3. Paga el contenido como corresponde

Duelen los ojos de ver cómo el contenido se devalúa, se vende y se revende de cualquier manera, como si estuviésemos hablando de algo que no requiere ningún esfuerzo, que no conllevase una documentación, preparación y creatividad. Nada más lejos de la realidad. Si quieres que los textos que dirigen hacia tu marca reúnan calidad suficiente y sean originales, tendrás que valorarlos económicamente como corresponde.

4. Que no se te vea el plumero con el SEO

Aquí entra la inventiva del redactor/a: conseguir llevar a cabo una estrategia en base a unas palabras clave sin caer en lo evidente y en las fórmulas trilladas. Es un ejercicio que requiere de capacidad y experiencia. La sobreabundancia de términos o los enlaces injustificados que no aportan valor son algunos de los errores que hay que evitar para no dañar la imagen del negocio.

5. Trabaja en unos buenos titulares

El titular supone uno de los elementos principales con los que llamar la atención del posible lector/usuario/cliente, así que debemos tener en cuenta una serie de recomendaciones imprescindibles a la hora de aportar frescura, originalidad y sobre todo, un gancho perfecto para arrastrarlos hacia lo que tenemos que contarles.

6. Ten en cuenta las posibilidades que te ofrecen las estrategias de marketing de contenidos

Estar pendiente de las nuevas tendencias es una de las misiones que nunca debemos abandonar cuando trabajamos la comunicación 2.0 de un proyecto. Se trata de un escenario en el que los elementos cambian de forma constante y estar informado resulta crucial a la hora de poder aplicar nuevas técnicas e ideas que están dando resultados.

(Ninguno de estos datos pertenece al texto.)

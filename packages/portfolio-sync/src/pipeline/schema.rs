//! Column discovery for holdings sheets with free-text headers.
//!
//! Each logical field has an ordered list of keyword sets, most specific
//! first. The first header containing every keyword of a set wins. The rules
//! live in [`FIELD_RULES`] so they can be inspected and tested on their own.

use indexmap::IndexMap;
use regex::Regex;
use serde::ser::{Serialize, SerializeMap, Serializer};
use std::collections::HashSet;
use std::sync::LazyLock;
use tracing::debug;

use super::normalize::is_millions_header;

/// Point-in-time column date, e.g. "30.6.2025".
static RE_DATED: LazyLock<Regex> =
    LazyLock::new(|| Regex::new(r"(\d{1,2})\.(\d{1,2})\.(\d{4})").unwrap());

/// Sentinel reported for an unresolved column.
pub const UNRESOLVED: i64 = -1;

/// Logical fields of a holdings row.
#[derive(Debug, Clone, Copy, PartialEq, Eq, Hash)]
pub enum Field {
    Name,
    Investors,
    InvestmentDate,
    InvestmentAmount,
    EntryValuation,
    Ownership,
    LatestValuation,
    NetValue,
    Moic,
}

impl Field {
    /// Key used in API responses.
    pub fn key(&self) -> &'static str {
        match self {
            Self::Name => "name",
            Self::Investors => "investors",
            Self::InvestmentDate => "investmentDate",
            Self::InvestmentAmount => "totalInvested",
            Self::EntryValuation => "entryValuation",
            Self::Ownership => "ownership",
            Self::LatestValuation => "latestValuation",
            Self::NetValue => "netValue",
            Self::Moic => "netROI",
        }
    }
}

/// How one field is located in the header row.
#[derive(Debug, Clone, Copy)]
pub struct FieldRule {
    pub field: Field,

    /// Keyword sets tried in order; all keywords of a set must appear.
    pub candidates: &'static [&'static [&'static str]],

    /// Column used when no candidate matches.
    pub fallback_index: Option<usize>,

    /// Skip headers that carry a date (point-in-time columns).
    pub skip_dated: bool,
}

/// Resolution order matters: a column claimed by an earlier rule is not
/// offered to later ones.
pub const FIELD_RULES: &[FieldRule] = &[
    FieldRule {
        field: Field::Name,
        candidates: &[&["portfolio"], &["company"]],
        fallback_index: Some(1),
        skip_dated: false,
    },
    FieldRule {
        field: Field::Investors,
        candidates: &[&["investors"]],
        fallback_index: None,
        skip_dated: false,
    },
    FieldRule {
        field: Field::InvestmentDate,
        candidates: &[&["investment", "date"], &["investment", "made"]],
        fallback_index: None,
        skip_dated: false,
    },
    FieldRule {
        field: Field::InvestmentAmount,
        candidates: &[&["total", "invested"], &["amount", "invested"], &["investment", "amount"]],
        fallback_index: None,
        skip_dated: false,
    },
    FieldRule {
        field: Field::EntryValuation,
        candidates: &[&["valuation", "investment"], &["entry", "valuation"]],
        fallback_index: None,
        skip_dated: true,
    },
    FieldRule {
        field: Field::Ownership,
        candidates: &[&["ownership"], &["stake"]],
        fallback_index: None,
        skip_dated: false,
    },
    FieldRule {
        field: Field::LatestValuation,
        candidates: &[&["latest", "valuation"], &["current", "valuation"], &["valuation"]],
        fallback_index: None,
        skip_dated: true,
    },
    FieldRule {
        field: Field::NetValue,
        candidates: &[&["net", "value"]],
        fallback_index: None,
        skip_dated: false,
    },
    FieldRule {
        field: Field::Moic,
        candidates: &[&["net", "roi"], &["moic"], &["multiple"]],
        fallback_index: None,
        skip_dated: false,
    },
];

/// A point-in-time valuation column.
#[derive(Debug, Clone, PartialEq, Eq, serde::Serialize)]
pub struct DatedColumn {
    pub index: usize,
    pub header: String,

    /// Attribute key, e.g. `valuation_30_6_2025`
    pub key: String,
}

/// Logical field to column index, built once per sheet.
#[derive(Debug, Clone, Default, PartialEq, Eq)]
pub struct ColumnMap {
    columns: IndexMap<Field, Option<usize>>,
    pub dated_valuations: Vec<DatedColumn>,
}

impl ColumnMap {
    /// Column of a field, `None` when unresolved.
    pub fn get(&self, field: Field) -> Option<usize> {
        self.columns.get(&field).copied().flatten()
    }

    pub fn is_resolved(&self, field: Field) -> bool {
        self.get(field).is_some()
    }

    /// Fields with no matching column.
    pub fn unresolved(&self) -> Vec<Field> {
        self.columns
            .iter()
            .filter(|(_, idx)| idx.is_none())
            .map(|(field, _)| *field)
            .collect()
    }

    /// Index per field with [`UNRESOLVED`] for missing columns.
    pub fn to_sentinels(&self) -> IndexMap<&'static str, i64> {
        self.columns
            .iter()
            .map(|(field, idx)| (field.key(), idx.map_or(UNRESOLVED, |i| i as i64)))
            .collect()
    }
}

impl Serialize for ColumnMap {
    fn serialize<S: Serializer>(&self, serializer: S) -> Result<S::Ok, S::Error> {
        let sentinels = self.to_sentinels();
        let mut map = serializer.serialize_map(Some(sentinels.len() + 1))?;
        for (key, idx) in &sentinels {
            map.serialize_entry(key, idx)?;
        }
        map.serialize_entry("datedValuations", &self.dated_valuations)?;
        map.end()
    }
}

/// Per-column "stated in millions" flags, read from the header text.
#[derive(Debug, Clone, Default, PartialEq, Eq)]
pub struct ScaleHints {
    in_millions: Vec<bool>,
}

impl ScaleHints {
    pub fn from_headers(headers: &[String]) -> Self {
        Self {
            in_millions: headers.iter().map(|h| is_millions_header(h)).collect(),
        }
    }

    pub fn in_millions(&self, column: usize) -> bool {
        self.in_millions.get(column).copied().unwrap_or(false)
    }
}

/// Resolve every logical field against a header row.
///
/// Never fails: a field with no match resolves to `None`, except the name,
/// which falls back to column 1.
pub fn resolve_columns(headers: &[String]) -> ColumnMap {
    let lowered: Vec<String> = headers.iter().map(|h| h.trim().to_lowercase()).collect();
    let mut claimed = HashSet::new();
    let mut columns = IndexMap::new();

    for rule in FIELD_RULES {
        let found = rule
            .candidates
            .iter()
            .find_map(|keywords| find_column(&lowered, keywords, rule.skip_dated, &claimed));

        let resolved = match (found, rule.fallback_index) {
            (Some(idx), _) => Some(idx),
            (None, Some(fallback)) => {
                debug!(field = ?rule.field, column = fallback, "No header match, using fallback column");
                Some(fallback)
            }
            (None, None) => {
                debug!(field = ?rule.field, "Column unresolved");
                None
            }
        };

        if let Some(idx) = resolved {
            claimed.insert(idx);
        }
        columns.insert(rule.field, resolved);
    }

    let dated_valuations = lowered
        .iter()
        .enumerate()
        .filter(|(idx, h)| !claimed.contains(idx) && h.contains("valuation"))
        .filter_map(|(idx, h)| {
            let caps = RE_DATED.captures(h)?;
            Some(DatedColumn {
                index: idx,
                header: headers[idx].trim().to_string(),
                key: format!("valuation_{}_{}_{}", &caps[1], &caps[2], &caps[3]),
            })
        })
        .collect();

    ColumnMap {
        columns,
        dated_valuations,
    }
}

fn find_column(
    lowered: &[String],
    keywords: &[&str],
    skip_dated: bool,
    claimed: &HashSet<usize>,
) -> Option<usize> {
    lowered.iter().enumerate().find_map(|(idx, header)| {
        let usable = !claimed.contains(&idx) && !(skip_dated && RE_DATED.is_match(header));
        (usable && keywords.iter().all(|k| header.contains(k))).then_some(idx)
    })
}
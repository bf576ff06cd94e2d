/*!
# cr2raw-rs

`cr2raw-rs` is a pure Rust core for turning Canon CR2 sensor data into a
linear, working-space RGB image.

A CR2 file carries the sensor's Bayer-mosaic samples as a lossless JPEG
(SOF3) bitstream whose image has been sliced into vertical strips. Getting a
usable image back out takes a pipeline of pure transforms, each a module of
this crate:

1. **`lossless`** - Huffman tables plus the left-predictor entropy decoder,
   producing an interleaved 16-bit component plane.
2. **`cr2::unslice`** - rearranges the sliced decoder output into a
   contiguous sensor-sized plane.
3. **`cr2::borders`** - uses the masked sensor border to estimate per-CFA
   black levels and detect a vertical Bayer phase shift, then trims the
   plane to the active area.
4. **`debayer`** - subtracts black, applies white balance, and interpolates
   the missing color components (bilinear or LMMSE).
5. **`colorspace`** - derives a camera-to-working matrix and converts the
   image to ProPhoto RGB (D65) as planar floats.

Every stage operates on owned buffers and keeps no state between images;
decoding two images on two threads is safe. Huffman tables are shared
between decompressors with `Arc`.

## Scope

Container parsing (TIFF/IFD walking), thumbnail extraction, and camera
metadata lookup are the caller's job: the crate takes entropy-coded bytes
plus frame geometry, slice/border descriptors, white-balance multipliers,
and the camera's XYZ matrix. Only the RG/GB filter layout and sampling
factors of 1 are supported.
*/

pub mod colorspace;
pub mod constants;
pub mod cr2;
pub mod debayer;
pub mod error;
pub mod lossless;

pub use error::RawError;

/// Single-component sensor raster, one `u16` sample per pixel in row-major
/// order. Produced by the unslicer, analyzed and trimmed by the border
/// stage, and consumed by the debayerer.
#[derive(Debug, Clone, PartialEq, Eq)]
pub struct SensorPlane {
    pub data: Vec<u16>,
    pub width: usize,
    pub height: usize,
}
//! Directional linear minimum mean-square-error interpolation.
//!
//! L. Zhang and X. Wu, "Color demosaicking via directional linear minimum
//! mean square-error estimation", IEEE Trans. on Image Processing, vol. 14,
//! pp. 2167-2178, Dec. 2005.
//!
//! The image is mirror-padded into a working plane of six floats per pixel.
//! Green/chroma differences are estimated horizontally and vertically with
//! a 5-tap filter, smoothed by a Gaussian-like low pass, and fused per
//! direction with weights derived from local signal and noise variances.
//! Red and blue are then rebuilt from the recovered differences.

use crate::debayer::{cfa_color, fc, DebayerOptions};
use crate::error::RawError;

/// Pixels of padding around the image; also the minimum image side length.
const BORDER: usize = 10;

/// Working-plane slots. The first three are reused for the recovered R/G/B
/// once the difference planes are no longer needed, exactly mirroring how
/// the estimation stages hand over to the reconstruction stages.
const H_DIFF: usize = 0;
const V_DIFF: usize = 1;
const H_LOW: usize = 2;
const V_LOW: usize = 3;
const CFA: usize = 4;
const RED: usize = 0;
const GREEN: usize = 1;
const BLUE: usize = 2;

/// Reflects an out-of-range coordinate back into `0..n`.
#[inline]
fn mirror(i: isize, n: usize) -> usize {
    let n = n as isize;
    let r = if i < 0 {
        -i - 1
    } else if i >= n {
        2 * n - 1 - i
    } else {
        i
    };
    r as usize
}

/// Clamps `x` into the interval spanned by `y` and `z`, whichever order
/// they are in.
#[inline]
fn ulim(x: f32, y: f32, z: f32) -> f32 {
    if y < z {
        x.clamp(y, z)
    } else {
        x.clamp(z, y)
    }
}

pub(crate) fn interpolate(
    scratch: &[u16],
    width: usize,
    height: usize,
    vshift: usize,
    options: &DebayerOptions,
) -> Result<Vec<u16>, RawError> {
    if width < BORDER || height < BORDER {
        return Err(RawError::ImageTooSmall {
            width,
            height,
            min: BORDER,
        });
    }

    let rr1 = height + 2 * BORDER;
    let cc1 = width + 2 * BORDER;
    let at = |rr: usize, cc: usize| rr * cc1 + cc;

    // pre-pass value of the pixel at image coordinates, taken from its own
    // CFA slot and normalized to [0, 1]
    let cfa_value = |row: usize, col: usize| -> f32 {
        let color = cfa_color(row, col, vshift);
        f32::from(scratch[(row * width + col) * 4 + color]) / 65535.0
    };

    let mut qix = vec![[0f32; 6]; rr1 * cc1];

    // low pass filter coefficients (sigma = 2, 9 taps), normalized
    let h0 = 1.0f32;
    let h1 = (-1.0f32 / 8.0).exp();
    let h2 = (-4.0f32 / 8.0).exp();
    let h3 = (-9.0f32 / 8.0).exp();
    let h4 = (-16.0f32 / 8.0).exp();
    let hs = h0 + 2.0 * (h1 + h2 + h3 + h4);
    let (h0, h1, h2, h3, h4) = (h0 / hs, h1 / hs, h2 / hs, h3 / hs, h4 / hs);

    // mirror the CFA samples into the padded working plane
    for rr in 0..rr1 {
        for cc in 0..cc1 {
            let row = mirror(rr as isize - BORDER as isize, height);
            let col = mirror(cc as isize - BORDER as isize, width);
            qix[at(rr, cc)][CFA] = cfa_value(row, col);
        }
    }

    // directional green/chroma difference estimates
    for rr in 2..rr1 - 2 {
        // at red/blue sites
        let start = 2 + (fc(rr, 2, vshift) & 1);
        for cc in (start..cc1 - 2).step_by(2) {
            let center = qix[at(rr, cc)][CFA];
            let v0 = 0.0625
                * (qix[at(rr - 1, cc - 1)][CFA]
                    + qix[at(rr - 1, cc + 1)][CFA]
                    + qix[at(rr + 1, cc - 1)][CFA]
                    + qix[at(rr + 1, cc + 1)][CFA])
                + 0.25 * center;

            // horizontal
            let mut est = -0.25 * (qix[at(rr, cc - 2)][CFA] + qix[at(rr, cc + 2)][CFA])
                + 0.5 * (qix[at(rr, cc - 1)][CFA] + center + qix[at(rr, cc + 1)][CFA]);
            let luma = v0 + 0.5 * est;
            est = if center > 1.75 * luma {
                ulim(est, qix[at(rr, cc - 1)][CFA], qix[at(rr, cc + 1)][CFA])
            } else {
                est.clamp(0.0, 1.0)
            };
            qix[at(rr, cc)][H_DIFF] = est - center;

            // vertical
            let mut est = -0.25 * (qix[at(rr - 2, cc)][CFA] + qix[at(rr + 2, cc)][CFA])
                + 0.5 * (qix[at(rr - 1, cc)][CFA] + center + qix[at(rr + 1, cc)][CFA]);
            let luma = v0 + 0.5 * est;
            est = if center > 1.75 * luma {
                ulim(est, qix[at(rr - 1, cc)][CFA], qix[at(rr + 1, cc)][CFA])
            } else {
                est.clamp(0.0, 1.0)
            };
            qix[at(rr, cc)][V_DIFF] = est - center;
        }

        // at green sites the difference is taken directly, negated
        let start = 2 + (fc(rr, 3, vshift) & 1);
        for cc in (start..cc1 - 2).step_by(2) {
            let center = qix[at(rr, cc)][CFA];
            let est_h = 0.25 * (qix[at(rr, cc - 2)][CFA] + qix[at(rr, cc + 2)][CFA])
                - 0.5 * (qix[at(rr, cc - 1)][CFA] + center + qix[at(rr, cc + 1)][CFA]);
            let est_v = 0.25 * (qix[at(rr - 2, cc)][CFA] + qix[at(rr + 2, cc)][CFA])
                - 0.5 * (qix[at(rr - 1, cc)][CFA] + center + qix[at(rr + 1, cc)][CFA]);
            qix[at(rr, cc)][H_DIFF] = est_h.clamp(-1.0, 0.0) + center;
            qix[at(rr, cc)][V_DIFF] = est_v.clamp(-1.0, 0.0) + center;
        }
    }

    // low pass over the difference planes, each along its own axis
    for rr in 4..rr1 - 4 {
        for cc in 4..cc1 - 4 {
            let low_h = h0 * qix[at(rr, cc)][H_DIFF]
                + h1 * (qix[at(rr, cc - 1)][H_DIFF] + qix[at(rr, cc + 1)][H_DIFF])
                + h2 * (qix[at(rr, cc - 2)][H_DIFF] + qix[at(rr, cc + 2)][H_DIFF])
                + h3 * (qix[at(rr, cc - 3)][H_DIFF] + qix[at(rr, cc + 3)][H_DIFF])
                + h4 * (qix[at(rr, cc - 4)][H_DIFF] + qix[at(rr, cc + 4)][H_DIFF]);
            let low_v = h0 * qix[at(rr, cc)][V_DIFF]
                + h1 * (qix[at(rr - 1, cc)][V_DIFF] + qix[at(rr + 1, cc)][V_DIFF])
                + h2 * (qix[at(rr - 2, cc)][V_DIFF] + qix[at(rr + 2, cc)][V_DIFF])
                + h3 * (qix[at(rr - 3, cc)][V_DIFF] + qix[at(rr + 3, cc)][V_DIFF])
                + h4 * (qix[at(rr - 4, cc)][V_DIFF] + qix[at(rr + 4, cc)][V_DIFF]);
            let cell = &mut qix[at(rr, cc)];
            cell[H_LOW] = low_h;
            cell[V_LOW] = low_v;
        }
    }

    // fuse the directional estimates at red/blue sites, weighting each
    // direction by its signal variance against the residual noise variance
    for rr in 4..rr1 - 4 {
        let start = 4 + (fc(rr, 4, vshift) & 1);
        for cc in (start..cc1 - 4).step_by(2) {
            let (xh, vh) = directional_estimate(&qix, at(rr, cc - 4), 1, qix[at(rr, cc)][H_DIFF]);
            let (xv, vv) = directional_estimate(&qix, at(rr - 4, cc), cc1, qix[at(rr, cc)][V_DIFF]);
            qix[at(rr, cc)][CFA] = (xh * vv + xv * vh) / (vh + vv);
        }
    }

    // rebuild full color: sampled values into the R/G/B slots, green
    // restored from the interpolated difference at chroma sites
    for rr in 0..rr1 {
        for cc in 0..cc1 {
            let row = mirror(rr as isize - BORDER as isize, height);
            let col = mirror(cc as isize - BORDER as isize, width);
            let value = cfa_value(row, col);
            let channel = fc(rr, cc, vshift);
            let cell = &mut qix[at(rr, cc)];
            cell[channel] = value;
            if channel != GREEN {
                cell[GREEN] = value + cell[CFA];
            }
        }
    }

    // red and blue at green sites, from the axial neighbors' differences
    for rr in 1..rr1 - 1 {
        let start = 1 + (fc(rr, 2, vshift) & 1);
        let channel = fc(rr, start + 1, vshift);
        for cc in (start..cc1 - 1).step_by(2) {
            let horizontal = qix[at(rr, cc)][GREEN]
                + 0.5
                    * (qix[at(rr, cc - 1)][channel] - qix[at(rr, cc - 1)][GREEN]
                        + qix[at(rr, cc + 1)][channel]
                        - qix[at(rr, cc + 1)][GREEN]);
            qix[at(rr, cc)][channel] = horizontal;

            let other = 2 - channel;
            let vertical = qix[at(rr, cc)][GREEN]
                + 0.5
                    * (qix[at(rr - 1, cc)][other] - qix[at(rr - 1, cc)][GREEN]
                        + qix[at(rr + 1, cc)][other]
                        - qix[at(rr + 1, cc)][GREEN]);
            qix[at(rr, cc)][other] = vertical;
        }
    }

    // the opposite chroma at red/blue sites, from the diagonal-free
    // four-neighbor mean of recovered differences
    for rr in 1..rr1 - 1 {
        let start = 1 + (fc(rr, 1, vshift) & 1);
        for cc in (start..cc1 - 1).step_by(2) {
            let channel = 2 - fc(rr, cc, vshift);
            let value = qix[at(rr, cc)][GREEN]
                + 0.25
                    * (qix[at(rr - 1, cc)][channel] - qix[at(rr - 1, cc)][GREEN]
                        + qix[at(rr, cc - 1)][channel]
                        - qix[at(rr, cc - 1)][GREEN]
                        + qix[at(rr, cc + 1)][channel]
                        - qix[at(rr, cc + 1)][GREEN]
                        + qix[at(rr + 1, cc)][channel]
                        - qix[at(rr + 1, cc)][GREEN]);
            qix[at(rr, cc)][channel] = value;
        }
    }

    for _ in 0..options.median_passes {
        median_refine(&mut qix, rr1, cc1, vshift);
    }

    // clamp and write the three-component output; the sampled component at
    // each site keeps its pre-pass value
    let mut out = vec![0u16; width * height * 3];
    for row in 0..height {
        for col in 0..width {
            let rr = row + BORDER;
            let cc = col + BORDER;
            let sampled = fc(row, col, vshift);
            let cell = &qix[at(rr, cc)];
            let base = (row * width + col) * 3;
            for channel in 0..3 {
                out[base + channel] = if channel == sampled {
                    scratch[(row * width + col) * 4 + cfa_color(row, col, vshift)]
                } else {
                    clip(65535.0 * cell[channel] + 0.5)
                };
            }
        }
    }
    Ok(out)
}

/// Nine-tap mean/variance fusion of one direction. `start` is the flat cell
/// index of the first tap, `stride` the step between taps (1 horizontally,
/// the row pitch vertically); the low-passed plane sits one slot above the
/// difference plane. Returns the LMMSE estimate and its residual variance.
fn directional_estimate(qix: &[[f32; 6]], start: usize, stride: usize, center_diff: f32) -> (f32, f32) {
    let diff_slot = if stride == 1 { H_DIFF } else { V_DIFF };
    let low_slot = diff_slot + 2;

    let mut mean = 0.0f32;
    for k in 0..9 {
        mean += qix[start + k * stride][low_slot];
    }
    let mean = mean / 9.0;

    let mut signal = 1e-7f32;
    let mut noise = 1e-7f32;
    for k in 0..9 {
        let cell = &qix[start + k * stride];
        let s = cell[low_slot] - mean;
        signal += s * s;
        let n = cell[diff_slot] - cell[low_slot];
        noise += n * n;
    }

    let center_low = qix[start + 4 * stride][low_slot];
    let estimate = (center_diff * signal + center_low * noise) / (signal + noise);
    let variance = signal * noise / (signal + noise);
    (estimate, variance)
}

/// One pass of the optional 3x3 median refinement over the chroma
/// differences, followed by rebuilding the colors from the filtered
/// differences.
fn median_refine(qix: &mut [[f32; 6]], rr1: usize, cc1: usize, vshift: usize) {
    let at = |rr: usize, cc: usize| rr * cc1 + cc;

    for channel in [RED, BLUE] {
        let diff = channel + 3;

        for cell in qix.iter_mut() {
            cell[diff] = cell[channel] - cell[GREEN];
        }

        for rr in 1..rr1 - 1 {
            for cc in 1..cc1 - 1 {
                let mut window = [
                    qix[at(rr - 1, cc - 1)][diff],
                    qix[at(rr - 1, cc)][diff],
                    qix[at(rr - 1, cc + 1)][diff],
                    qix[at(rr, cc - 1)][diff],
                    qix[at(rr, cc)][diff],
                    qix[at(rr, cc + 1)][diff],
                    qix[at(rr + 1, cc - 1)][diff],
                    qix[at(rr + 1, cc)][diff],
                    qix[at(rr + 1, cc + 1)][diff],
                ];
                window.sort_unstable_by(f32::total_cmp);
                qix[at(rr, cc)][CFA] = window[4];
            }
        }

        for cell in qix.iter_mut() {
            cell[diff] = cell[CFA];
        }
    }

    // red/blue at green positions from the filtered differences
    for rr in 0..rr1 {
        let start = fc(rr, 1, vshift) & 1;
        for cc in (start..cc1).step_by(2) {
            let cell = &mut qix[at(rr, cc)];
            cell[RED] = cell[GREEN] + cell[RED + 3];
            cell[BLUE] = cell[GREEN] + cell[BLUE + 3];
        }
    }

    // red/blue and green at chroma positions
    for rr in 0..rr1 {
        let start = fc(rr, 0, vshift) & 1;
        for cc in (start..cc1).step_by(2) {
            let channel = 2 - fc(rr, cc, vshift);
            let cell = &mut qix[at(rr, cc)];
            cell[channel] = cell[GREEN] + cell[channel + 3];
            cell[GREEN] = 0.5 * ((cell[RED] - cell[RED + 3]) + (cell[BLUE] - cell[BLUE + 3]));
        }
    }
}

#[inline]
fn clip(x: f32) -> u16 {
    (x as i32).clamp(0, 65535) as u16
}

7. Olvida la pirámide invertida

En la prensa clásica, el orden de las ideas dentro del propio texto correspondía a una importancia decreciente, de tal forma que lo más importante se decía al principio y se dejaba para el final aquello que resultaba más accesorio. Sin embargo, sabemos que los patrones de lectura de internet no se corresponden con este esquema. La construcción que permite el hipertexto ofrece al usuario diferentes itinerarios posibles para ahondar en una misma historia.

8. Ten presente la infografía

Los contenidos audiovisuales son una de las bazas más fuertes para captar la atención en internet. Las infografías ofrecen además una serie de datos en clave gráfica que suponen información consumida sin esfuerzo en un entorno en el que los mensajes resultan cada vez más estridentes y a veces indescifrables.

9. Dale importancia a la fotografía

Porque la estética que acompaña a unas líneas le imprime también un carácter especial. El gusto por el trabajo bien hecho y la coherencia con respecto no sólo al propio texto sino a la estrategia de contenido global son vitales. Además, es otro de los elementos importantes a la hora de captar la atención del lector.

10. Aporta algo más con las historias audiovisuales

Los elementos audiovisuales son un punto más en el storytelling, una forma de contar las cosas mucho más dinámica, aunque al mismo tiempo requiere de más recursos y tiempo. La viralización de los vídeos y el aumento de su consumo a través de plataformas como You Tube son importantes para conseguir que el contenido nos catapulte hacia el paraíso de los clientes con el que todo el mundo sueña.